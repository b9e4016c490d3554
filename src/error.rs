use thiserror::Error;

use crate::crc::CrcRawType;
use crate::eid::EndpointIdError;

#[derive(Debug, Error, Clone, PartialEq)]
pub enum Error {
    #[error("invalid endpoint id: {0}")]
    InvalidEID(#[from] EndpointIdError),
    #[error("unsupported bundle protocol version {found}, expected 7")]
    VersionMismatch { found: u32 },
    #[error("invalid crc type {0}")]
    InvalidCrcType(CrcRawType),
    #[error("lifetime must be a positive number of milliseconds")]
    InvalidLifetime,
    #[error("fragment offset {offset} plus payload length {payload_len} exceeds total application data unit length {total}")]
    FragmentRangeError {
        offset: u64,
        payload_len: u64,
        total: u64,
    },
    #[error("inconsistent fragment fields: {0}")]
    InconsistentFragmentFields(String),
    #[error("{}: {reason}", block_position(.block_index))]
    CodecError {
        block_index: Option<usize>,
        reason: String,
    },
    #[error("crc mismatch in block {0}")]
    CrcMismatch(u64),
    #[error("bundle validation failed: {}", join_errors(.0))]
    ValidationError(ErrorList),
    #[error("canonical block: {0}")]
    CanonicalBlockError(String),
    #[error("bundle: {0}")]
    BundleError(String),
    #[error("bundle control flags: {0}")]
    BundleControlFlagsError(String),
    #[error("json: {0}")]
    JsonError(String),
    #[error("administrative record: {0}")]
    AdministrativeRecordError(String),
}

pub type ErrorList = Vec<Error>;

impl Error {
    pub(crate) fn codec(block_index: Option<usize>, reason: impl ToString) -> Self {
        Error::CodecError {
            block_index,
            reason: reason.to_string(),
        }
    }
}

fn block_position(block_index: &Option<usize>) -> String {
    match block_index {
        Some(idx) => format!("malformed block at index {}", idx),
        None => "malformed bundle".to_string(),
    }
}

fn join_errors(errors: &[Error]) -> String {
    errors
        .iter()
        .map(|e| e.to_string())
        .collect::<Vec<_>>()
        .join("; ")
}

impl From<serde_json::Error> for Error {
    fn from(err: serde_json::Error) -> Self {
        Error::JsonError(err.to_string())
    }
}

#[cfg(test)]
mod tests {
    use super::*;

    #[test]
    fn codec_error_names_block_index() {
        let err = Error::codec(Some(2), "missing field");
        assert_eq!(err.to_string(), "malformed block at index 2: missing field");
        let err = Error::codec(None, "empty input");
        assert_eq!(err.to_string(), "malformed bundle: empty input");
    }

    #[test]
    fn validation_error_joins_violations() {
        let err = Error::ValidationError(vec![Error::InvalidLifetime, Error::CrcMismatch(1)]);
        assert_eq!(
            err.to_string(),
            "bundle validation failed: lifetime must be a positive number of milliseconds; crc mismatch in block 1"
        );
    }
}
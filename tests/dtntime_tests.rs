use bp7::dtntime::{dtn_time_now, CreationTimestamp, DtnTimeHelpers, SequenceCounter};
use std::collections::HashSet;
use std::sync::Arc;
use std::thread;
use std::thread::sleep;
use std::time::Duration;

#[test]
fn test_creation_with_delay() {
    let counter = SequenceCounter::new();
    let ct1 = CreationTimestamp::now(&counter);
    sleep(Duration::from_millis(50));
    let ct2 = CreationTimestamp::now(&counter);
    assert_eq!(ct1.seqno(), 0);
    assert_eq!(ct2.seqno(), 0);
    assert!(ct1.dtntime() < ct2.dtntime());
}

#[test]
fn same_millisecond_bumps_sequence() {
    let counter = SequenceCounter::new();
    let t = dtn_time_now();
    let ct3 = counter.next(t);
    let ct4 = counter.next(t);
    assert_eq!(ct3.seqno(), 0);
    assert_eq!(ct4.seqno(), 1);
    assert_eq!(ct3.dtntime(), ct4.dtntime());
}

#[test]
fn clock_stepping_back_keeps_order() {
    let counter = SequenceCounter::new();
    let first = counter.next(5000);
    let second = counter.next(4000);
    assert!(first < second);
    assert_eq!(second.dtntime(), 5000);
    assert_eq!(second.seqno(), 1);
}

#[test]
fn shared_counter_hands_out_unique_timestamps() {
    let counter = Arc::new(SequenceCounter::new());
    let handles: Vec<_> = (0..4)
        .map(|_| {
            let counter = Arc::clone(&counter);
            thread::spawn(move || {
                let mut seen = Vec::new();
                for _ in 0..500 {
                    seen.push(CreationTimestamp::now(&counter));
                }
                seen
            })
        })
        .collect();

    let mut all = HashSet::new();
    for h in handles {
        let seen = h.join().unwrap();
        assert!(seen.windows(2).all(|w| w[0] < w[1]));
        all.extend(seen);
    }
    assert_eq!(all.len(), 2000);
}

#[test]
fn now_is_after_2000() {
    let now = dtn_time_now();
    assert!(now > 0);
    assert!(now.unix() > 946_684_800_000);
}
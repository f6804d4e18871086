// ABOUTME: Built-in candidate selector lists for storefront listing pages.
// ABOUTME: SelectorSet groups the ordered cascades per field and can be overridden from JSON.

use serde::{Deserialize, Serialize};

use crate::extractors::compiled::precompile_selectors;
use crate::extractors::select::Strategy;

const CONTAINER_SELECTORS: &[&str] = &[
    ".js-item-product",
    ".product-item",
    ".item-product",
    ".product-card",
    ".product",
    "[data-product-id]",
    ".item",
    ".grid-item",
];

const NAME_SELECTORS: &[&str] = &[
    ".js-item-name",
    ".item-name",
    ".product-name",
    ".product-title",
    "h2 a",
    "h3 a",
    ".name a",
    "h1",
    "h2",
    "h3",
    ".title",
];

const PRICE_SELECTORS: &[&str] = &[
    ".js-price-display",
    ".price-display",
    ".price",
    ".product-price",
    ".item-price",
    "[data-price]",
    ".money",
    ".amount",
    ".cost",
];

const IMAGE_SELECTORS: &[&str] = &[
    ".js-item-image img",
    ".item-image img",
    ".product-image img",
    ".image img",
    "img[src*=\"cdn\"]",
    "img",
];

const URL_SELECTORS: &[&str] = &[
    ".js-item-link",
    ".item-link",
    ".product-link",
    "a[href*=\"/products/\"]",
    "a[href*=\"/producto/\"]",
    "a",
];

const CATEGORY_SELECTORS: &[&str] = &[
    ".category",
    ".breadcrumb",
    "[data-category]",
    ".product-category",
];

const OUT_OF_STOCK_SELECTORS: &[&str] = &[
    ".js-item-no-stock",
    ".item-no-stock",
    ".label-no-stock",
    ".out-of-stock",
    ".sold-out",
    "[data-out-of-stock]",
];

const NEXT_PAGE_SELECTORS: &[&str] = &[
    ".pagination-next",
    ".next",
    "a[rel=\"next\"]",
    ".pager-next a",
    "[data-page=\"next\"]",
];

fn owned(list: &[&str]) -> Vec<String> {
    list.iter().map(|s| s.to_string()).collect()
}

fn text_strategies(list: &[&str]) -> Vec<Strategy> {
    list.iter().map(|s| Strategy::text(*s)).collect()
}

fn attr_strategies(list: &[&str], attr: &str) -> Vec<Strategy> {
    list.iter().map(|s| Strategy::attr(*s, attr)).collect()
}

/// Ordered candidate lists for every field read off a listing page.
///
/// Missing keys in a JSON override fall back to the built-in lists.
#[derive(Debug, Clone, PartialEq, Serialize, Deserialize)]
#[serde(default)]
pub struct SelectorSet {
    /// Candidate product container selectors; the one with most matches wins.
    pub containers: Vec<String>,
    pub name: Vec<Strategy>,
    pub price: Vec<Strategy>,
    pub url: Vec<Strategy>,
    /// All `src` candidates come before all `data-src` candidates.
    pub image: Vec<Strategy>,
    pub category: Vec<Strategy>,
    /// Any match inside an item marks it out of stock.
    pub out_of_stock: Vec<String>,
    /// Page-level next-page signals.
    pub next_page: Vec<String>,
}

impl Default for SelectorSet {
    fn default() -> Self {
        let mut image = attr_strategies(IMAGE_SELECTORS, "src");
        image.extend(attr_strategies(IMAGE_SELECTORS, "data-src"));

        Self {
            containers: owned(CONTAINER_SELECTORS),
            name: text_strategies(NAME_SELECTORS),
            price: text_strategies(PRICE_SELECTORS),
            url: attr_strategies(URL_SELECTORS, "href"),
            image,
            category: text_strategies(CATEGORY_SELECTORS),
            out_of_stock: owned(OUT_OF_STOCK_SELECTORS),
            next_page: owned(NEXT_PAGE_SELECTORS),
        }
    }
}

impl SelectorSet {
    /// Every CSS selector string referenced by this set.
    pub fn all_css(&self) -> Vec<&str> {
        let strategies = self
            .name
            .iter()
            .chain(&self.price)
            .chain(&self.url)
            .chain(&self.image)
            .chain(&self.category)
            .map(Strategy::css);
        self.containers
            .iter()
            .chain(&self.out_of_stock)
            .chain(&self.next_page)
            .map(String::as_str)
            .chain(strategies)
            .collect()
    }

    /// Compiles every selector of the set into the shared cache.
    pub fn precompile(&self) {
        precompile_selectors(self.all_css());
    }
}

#[cfg(test)]
mod tests {
    use super::*;
    use crate::extractors::compiled::get_or_compile;

    #[test]
    fn builtin_selectors_all_compile() {
        let set = SelectorSet::default();
        set.precompile();
        for css in set.all_css() {
            assert!(get_or_compile(css).is_some(), "selector failed to compile: {}", css);
        }
    }

    #[test]
    fn image_cascade_prefers_src_over_data_src() {
        let set = SelectorSet::default();
        let first_data_src = set
            .image
            .iter()
            .position(|s| matches!(s, Strategy::Attr(_, a) if a == "data-src"))
            .unwrap();
        assert_eq!(first_data_src, IMAGE_SELECTORS.len());
        assert!(set.image[..first_data_src]
            .iter()
            .all(|s| matches!(s, Strategy::Attr(_, a) if a == "src")));
    }

    #[test]
    fn partial_override_keeps_defaults() {
        let set: SelectorSet =
            serde_json::from_str(r#"{"containers": [".card"], "price": [".precio"]}"#).unwrap();
        assert_eq!(set.containers, vec![".card".to_string()]);
        assert_eq!(set.price, vec![Strategy::text(".precio")]);
        assert_eq!(set.name, SelectorSet::default().name);
        assert_eq!(set.next_page, SelectorSet::default().next_page);
    }
}
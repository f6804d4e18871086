// ABOUTME: Integration tests for listing page extraction against an HTML fixture.
// ABOUTME: Checks container choice, field cascades, normalization, rejection and next-page detection.

use catalog_harvest::{CatalogSource, Crawler, PageExtractor, PriceFormat, SelectorSet};
use catalog_harvest::source::ListingPage;
use pretty_assertions::assert_eq;

const LISTING: &str = include_str!("fixtures/html/listing_page.html");

fn nimba() -> CatalogSource {
    CatalogSource::new(3, "Casa Nimba", "https://www.nimba.com.ar/")
}

#[test]
fn extracts_fixture_listing() {
    let source = nimba();
    let selectors = SelectorSet::default();
    let page = ListingPage::new(&source, 1);
    let out = PageExtractor::new(&selectors, "ARS", PriceFormat::default()).extract(&page, LISTING);

    assert_eq!(out.container.as_deref(), Some(".js-item-product"));
    assert_eq!(out.elements_found, 4);
    assert_eq!(out.rejected, 1);
    assert!(out.has_next_page);

    let names: Vec<&str> = out.products.iter().map(|p| p.name.as_str()).collect();
    assert_eq!(names, vec!["Mesa Ratona Paraíso", "Puff Tejido", "Almohadón Lino Crudo"]);

    let mesa = &out.products[0];
    assert_eq!(mesa.price, 189900.0);
    assert_eq!(mesa.external_id, "mesa-ratona-paraiso");
    assert_eq!(
        mesa.image_url.as_deref(),
        Some("https://d2r9epyceweg5n.cloudfront.net/stores/mesa-ratona.webp")
    );
    assert_eq!(mesa.category.as_deref(), Some("Living"));
    assert!(mesa.in_stock);

    let puff = &out.products[1];
    assert_eq!(puff.price, 45500.0);
    assert_eq!(puff.external_id, "4471");
    assert_eq!(puff.url.as_deref(), Some("https://www.nimba.com.ar/products/4471"));
    assert_eq!(
        puff.image_url.as_deref(),
        Some("https://www.nimba.com.ar/cdn/stores/puff.webp")
    );
    assert!(!puff.in_stock);
    assert_eq!(puff.category, None);

    let almohadon = &out.products[2];
    assert_eq!(almohadon.price, 12300.5);
    assert_eq!(almohadon.url, None);
    assert_eq!(almohadon.external_id, "almohadnlinocrudo_12300.5");
}

#[test]
fn crawler_extracts_with_overridden_selectors() {
    let selectors: SelectorSet = serde_json::from_str(
        r#"{
            "containers": [".ficha"],
            "name": [".nombre", ".titulo"],
            "price": [".precio"]
        }"#,
    )
    .unwrap();
    let crawler = Crawler::builder().selectors(selectors).build();
    let html = r#"
        <div class="ficha"><h4 class="titulo">Banqueta Alta</h4><p class="precio">$ 54.000</p></div>
        <div class="ficha"><h4 class="titulo">Banqueta Baja</h4><p class="precio">$ 49.000</p></div>
    "#;
    let out = crawler.extract_page(&nimba(), 1, html);

    assert_eq!(out.products.len(), 2);
    assert_eq!(out.products[0].name, "Banqueta Alta");
    assert_eq!(out.products[1].price, 49000.0);
    assert!(!out.has_next_page);
}
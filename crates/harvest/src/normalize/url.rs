// ABOUTME: Resolves link and image references found on listing pages into absolute URLs.
// ABOUTME: Absolute references pass through; relative ones are anchored at the source's origin.

use tracing::debug;
use url::Url;

/// Resolves `reference` against the origin of `base_url`.
///
/// Already-absolute references (any scheme) are returned unchanged. Relative
/// references, including protocol-relative ones, are joined onto the origin of
/// the base URL. Returns `None` for empty input or when either side is malformed.
pub fn resolve_url(base_url: &str, reference: &str) -> Option<String> {
    let reference = reference.trim();
    if reference.is_empty() {
        return None;
    }

    if Url::parse(reference).is_ok() {
        return Some(reference.to_string());
    }

    let mut origin = match Url::parse(base_url) {
        Ok(u) => u,
        Err(e) => {
            debug!(base_url, error = %e, "cannot resolve against malformed base URL");
            return None;
        }
    };
    origin.set_path("/");
    origin.set_query(None);
    origin.set_fragment(None);

    match origin.join(reference) {
        Ok(u) => Some(u.to_string()),
        Err(e) => {
            debug!(base_url, reference, error = %e, "failed to join relative URL");
            None
        }
    }
}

How to complete this task =
Scan the listing above for the line that has "const NEXT_PAGE_SELECTORS: &[&str]", then copy exactly from that line through the line that has "pub struct SelectorSet".

The answer =
const NEXT_PAGE_SELECTORS: &[&str] = &[
    ".pagination-next",
    ".next",
    "a[rel=\"next\"]",
    ".pager-next a",
    "[data-page=\"next\"]",
];

fn owned(list: &[&str]) -> Vec<String> {
    list.iter().map(|s| s.to_string()).collect()
}

fn text_strategies(list: &[&str]) -> Vec<Strategy> {
    list.iter().map(|s| Strategy::text(*s)).collect()
}

fn attr_strategies(list: &[&str], attr: &str) -> Vec<Strategy> {
    list.iter().map(|s| Strategy::attr(*s, attr)).collect()
}

/// Ordered candidate lists for every field read off a listing page.
///
/// Missing keys in a JSON override fall back to the built-in lists.
#[derive(Debug, Clone, PartialEq, Serialize, Deserialize)]
#[serde(default)]
pub struct SelectorSet {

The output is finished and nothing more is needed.